Par Benjamin Sportouch, journaliste politique au magazineL'Express

françois hollande, au coeur de la polémique dans l'affaire leonarda
françois hollande, au coeur de la polémique dans l'affaire leonarda © reuters

François Hollande mise plus que jamais sur l’amélioration de la conjoncture, après le week-end catastrophique où il n’a réussi qu’à nourrir les mécontentements de tous bords.

Après ce week-end « désastreux » de l’aveu même d’un ténor du gouvernement qui me le disait hier, c’est une semaine de tous les dangers pour le chef de l’Etat. On connaîtra en effet cette semaine les résultats du chômage pour le mois de septembre. Ce pourrait être jeudi. Depuis un an maintenant le Président martèle sans cesse son objectif d’inverser la courbe du chômage. C’était le 15 septembre sur TF1 :

Sauf que quelques jours plus tard, on apprenait que les bons chiffres du mois d’août étaient complètement pipés à cause d’un bug de SFR. On saura donc vraiment cette semaine si la baisse constatée l’été dernier se confirme. Et si François Hollande peut espérer concrétiser son ambition d’ici la fin de l’année.

Le chef de l’Etat fonde tous ses espoirs sur cette tendance pour rebondir politiquement : regagner en crédibilité…et donc en popularité.

Le calcul n’est pas dénué de sens sur le papier, sauf qu’il s’avère de plus en plus fragile. Au sein même du gouvernement, on doute d’une corrélation entre baisse du chômage et regain d’estime des Français pour le Président. Comparaison n’est certes pas raison, mais d’autres pays européens, ce n’est pas le cas. Récemment, Jean-Marc Ayrault s’inquiétait devant des visiteurs des résultats des dernières élections en Autriche : 30% pour l’extrême droite alors que le chômage n’est que d’environ 4.5%. Autant dire le plein emploi !

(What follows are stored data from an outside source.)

//! Handlers for the `/users` resource.

use axum::extract::State;
use axum::http::StatusCode;
use axum::Json;
use serde::Deserialize;
use taskboard_core::error::CoreError;
use taskboard_core::validation::{require_field, require_non_blank};
use taskboard_db::models::user::{CreateUser, UpdateUser, User};
use validator::Validate;

use crate::error::AppResult;
use crate::extract::{AppJson, IdPath};
use crate::services::user as service;
use crate::state::AppState;
use crate::validation::validate_request;

#[derive(Debug, Deserialize, Validate)]
pub struct CreateUserRequest {
    #[validate(length(min = 1, max = 200))]
    pub name: Option<String>,
    #[validate(length(min = 1, max = 100))]
    pub role: Option<String>,
}

#[derive(Debug, Deserialize, Validate)]
pub struct UpdateUserRequest {
    #[validate(length(min = 1, max = 200))]
    pub name: Option<String>,
    #[validate(length(min = 1, max = 100))]
    pub role: Option<String>,
}

impl CreateUserRequest {
    fn into_input(self) -> Result<CreateUser, CoreError> {
        let name = require_field(self.name, "name")?;
        require_non_blank(&name, "name")?;
        let role = require_field(self.role, "role")?;
        require_non_blank(&role, "role")?;
        Ok(CreateUser { name, role })
    }
}

impl UpdateUserRequest {
    fn into_input(self) -> Result<UpdateUser, CoreError> {
        if let Some(name) = &self.name {
            require_non_blank(name, "name")?;
        }
        if let Some(role) = &self.role {
            require_non_blank(role, "role")?;
        }
        Ok(UpdateUser {
            name: self.name,
            role: self.role,
        })
    }
}

/// POST /api/v1/users
pub async fn create(
    State(state): State<AppState>,
    AppJson(body): AppJson<CreateUserRequest>,
) -> AppResult<(StatusCode, Json<User>)> {
    validate_request(&body)?;
    let user = service::create_user(&state.pool, &body.into_input()?).await?;
    Ok((StatusCode::CREATED, Json(user)))
}

/// GET /api/v1/users
pub async fn list(State(state): State<AppState>) -> AppResult<Json<Vec<User>>> {
    Ok(Json(service::list_users(&state.pool).await?))
}

/// GET /api/v1/users/{id}
pub async fn get_by_id(State(state): State<AppState>, IdPath(id): IdPath) -> AppResult<Json<User>> {
    Ok(Json(service::get_user(&state.pool, id).await?))
}

/// PUT /api/v1/users/{id}
pub async fn update(
    State(state): State<AppState>,
    IdPath(id): IdPath,
    AppJson(body): AppJson<UpdateUserRequest>,
) -> AppResult<Json<User>> {
    validate_request(&body)?;
    let user = service::update_user(&state.pool, id, &body.into_input()?).await?;
    Ok(Json(user))
}

/// DELETE /api/v1/users/{id}
pub async fn delete(State(state): State<AppState>, IdPath(id): IdPath) -> AppResult<StatusCode> {
    service::delete_user(&state.pool, id).await?;
    Ok(StatusCode::NO_CONTENT)
}
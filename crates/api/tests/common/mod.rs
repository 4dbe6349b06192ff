#![allow(dead_code)]

use std::sync::Arc;

use axum::body::Body;
use axum::http::{Method, Request, Response};
use axum::Router;
use http_body_util::BodyExt;
use sqlx::PgPool;
use tower::ServiceExt;

use taskboard_api::config::ServerConfig;
use taskboard_api::router::build_app_router;
use taskboard_api::state::AppState;

/// Build a test `ServerConfig` with safe defaults.
pub fn test_config() -> ServerConfig {
    ServerConfig {
        host: "127.0.0.1".to_string(),
        port: 0,
        cors_origins: vec!["http://localhost:5173".to_string()],
        request_timeout_secs: 30,
    }
}

/// Build the full application router, middleware included, over `pool`.
pub fn build_test_app(pool: PgPool) -> Router {
    let config = test_config();
    let state = AppState {
        pool,
        config: Arc::new(config.clone()),
    };
    build_app_router(state, &config)
}

async fn send(app: Router, method: Method, uri: &str, body: Option<serde_json::Value>) -> Response<Body> {
    let builder = Request::builder().method(method).uri(uri);
    let request = match body {
        Some(json) => builder
            .header("content-type", "application/json")
            .body(Body::from(json.to_string()))
            .unwrap(),
        None => builder.body(Body::empty()).unwrap(),
    };
    app.oneshot(request).await.unwrap()
}

pub async fn get(app: Router, uri: &str) -> Response<Body> {
    send(app, Method::GET, uri, None).await
}

pub async fn post_json(app: Router, uri: &str, body: serde_json::Value) -> Response<Body> {
    send(app, Method::POST, uri, Some(body)).await
}

pub async fn put_json(app: Router, uri: &str, body: serde_json::Value) -> Response<Body> {
    send(app, Method::PUT, uri, Some(body)).await
}

pub async fn delete(app: Router, uri: &str) -> Response<Body> {
    send(app, Method::DELETE, uri, None).await
}

/// Send a raw (possibly malformed) JSON body.
pub async fn post_raw(app: Router, uri: &str, raw: &str) -> Response<Body> {
    let request = Request::builder()
        .method(Method::POST)
        .uri(uri)
        .header("content-type", "application/json")
        .body(Body::from(raw.to_string()))
        .unwrap();
    app.oneshot(request).await.unwrap()
}

pub async fn body_json(response: Response<Body>) -> serde_json::Value {
    let bytes = response.into_body().collect().await.unwrap().to_bytes();
    serde_json::from_slice(&bytes).unwrap()
}

// ---------------------------------------------------------------------------
// Fixtures
// ---------------------------------------------------------------------------

/// Create a project through the API and return its id.
pub async fn create_project(pool: &PgPool, name: &str) -> i64 {
    let response = post_json(
        build_test_app(pool.clone()),
        "/api/v1/projects",
        serde_json::json!({
            "name": name,
            "description": format!("{name} description"),
            "start_date": "2025-01-01",
            "end_date": "2025-06-01",
        }),
    )
    .await;
    assert_eq!(response.status(), 201);
    body_json(response).await["id"].as_i64().unwrap()
}

/// Create a user through the API and return its id.
pub async fn create_user(pool: &PgPool, name: &str, role: &str) -> i64 {
    let response = post_json(
        build_test_app(pool.clone()),
        "/api/v1/users",
        serde_json::json!({ "name": name, "role": role }),
    )
    .await;
    assert_eq!(response.status(), 201);
    body_json(response).await["id"].as_i64().unwrap()
}

/// Create a task through the API and return its id.
pub async fn create_task(pool: &PgPool, project_id: i64, title: &str) -> i64 {
    let response = post_json(
        build_test_app(pool.clone()),
        "/api/v1/tasks",
        serde_json::json!({ "title": title, "project_id": project_id }),
    )
    .await;
    assert_eq!(response.status(), 201);
    body_json(response).await["id"].as_i64().unwrap()
}
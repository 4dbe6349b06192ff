use std::net::SocketAddr;
use std::sync::Arc;

use tracing_subscriber::{layer::SubscriberExt, util::SubscriberInitExt};

use taskboard_api::config::ServerConfig;
use taskboard_api::router::build_app_router;
use taskboard_api::state::AppState;
use taskboard_db::repositories::StatusRepo;

#[tokio::main]
async fn main() {
    dotenvy::dotenv().ok();

    // --- Tracing ---
    tracing_subscriber::registry()
        .with(
            tracing_subscriber::EnvFilter::try_from_default_env()
                .unwrap_or_else(|_| "taskboard_api=debug,tower_http=debug".into()),
        )
        .with(tracing_subscriber::fmt::layer())
        .init();

    // --- Configuration ---
    let config = ServerConfig::from_env().unwrap_or_else(|e| {
        tracing::error!(error = %e, "Invalid server configuration");
        std::process::exit(1);
    });
    tracing::info!(host = %config.host, port = %config.port, "Loaded server configuration");

    // --- Database ---
    let database_url = std::env::var("DATABASE_URL").expect("DATABASE_URL must be set");

    let pool = taskboard_db::create_pool(&database_url)
        .await
        .expect("Failed to connect to database");
    tracing::info!("Database connection pool created");

    taskboard_db::health_check(&pool)
        .await
        .expect("Database health check failed");
    tracing::info!("Database health check passed");

    taskboard_db::run_migrations(&pool)
        .await
        .expect("Failed to run database migrations");
    tracing::info!("Database migrations applied");

    let seeded = StatusRepo::ensure_seeded(&pool)
        .await
        .expect("Failed to seed status registries");
    tracing::info!(seeded, "Status registries ready");

    // --- App state / router ---
    let state = AppState {
        pool: pool.clone(),
        config: Arc::new(config.clone()),
    };
    let app = build_app_router(state, &config);

    // --- Start server ---
    let addr = SocketAddr::new(
        config.host.parse().expect("Invalid HOST address"),
        config.port,
    );
    tracing::info!(%addr, "Starting server");

    let listener = tokio::net::TcpListener::bind(addr)
        .await
        .expect("Failed to bind to address");

    axum::serve(listener, app)
        .with_graceful_shutdown(shutdown_signal())
        .await
        .expect("Server error");

    tracing::info!("Server stopped accepting connections, closing pool");
    pool.close().await;
    tracing::info!("Graceful shutdown complete");
}

/// Wait for a termination signal to initiate graceful shutdown.
///
/// Handles both SIGINT (Ctrl-C) and SIGTERM (on Unix).
async fn shutdown_signal() {
    let ctrl_c = async {
        tokio::signal::ctrl_c()
            .await
            .expect("Failed to install Ctrl-C handler");
    };

    #[cfg(unix)]
    let terminate = async {
        tokio::signal::unix::signal(tokio::signal::unix::SignalKind::terminate())
            .expect("Failed to install SIGTERM handler")
            .recv()
            .await;
    };

    #[cfg(not(unix))]
    let terminate = std::future::pending::<()>();

    tokio::select! {
        () = ctrl_c => {
            tracing::info!("Received SIGINT (Ctrl-C), starting graceful shutdown");
        }
        () = terminate => {
            tracing::info!("Received SIGTERM, starting graceful shutdown");
        }
    }
}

De son côté l’IFOP a mis en regard la courbe du chômage d’un côté et la popularité des exécutifs de l’autre sur les dernières décennies. L’institut de sondage est arrivé à la conclusion que les courbes ne se rejoignaient pas. Notamment pour deux raisons : parce que les Français sont très dubitatifs sur la véracité des chiffres qui sont communiqués. Autant dire que le dysfonctionnement du mois d’août ne peut qu’amplifier cette méfiance. Et seconde raison : il faut une chute durable et forte pour que l’idée d’une baisse réelle infuse dans l’opinion publique. Sur ce point, rien ne se fera sans une reprise substantielle de la croissance. Ce qui, d’après les prévisions du gouvernement, est loin d’être acquis.

Le résultat est donc très hypothétique, alors pourquoi Hollande mise-t-il tout dessus ?

Parce qu’il n’a pas le choix. L’autre possibilité serait de s’attacher aux sujets régaliens : la sécurité, la justice, l’immigration… Sauf que sur tous ces dossiers sa majorité est très divisée, ses ministres aussi !

L’affaire Leonarda nous en a donné un exemple supplémentaire et édifiant. Le terrain est miné et Hollande ne s’y aventure qu’à ses dépens. D’où sa concentration sur les dossiers économiques et la décrue du chômage. Mais là aussi, on l’a vu, c’est très risqué.

Il est une chose qui demeure: François Hollande croit toujours en sa bonne étoile. La baraka. Et en l’occurrence il a raison parce qu’il ne lui reste… plus que ça.